What you will do: Write out the line that contains "pub mod actions;", then every following line to the end of the records below, with no other lines and no changes.

The input:
§ §

// Library exports for the Tron search engine
// The match runner and the experiment tool both build on these modules

pub mod actions;
pub mod arena;
pub mod config;
pub mod evaluation;
pub mod search;
pub mod simple_profiler;
pub mod state;
pub mod territory;
pub mod types;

§ §

Answer to the exercise:
pub mod actions;
pub mod arena;
pub mod config;
pub mod evaluation;
pub mod search;
pub mod simple_profiler;
pub mod state;
pub mod territory;
pub mod types;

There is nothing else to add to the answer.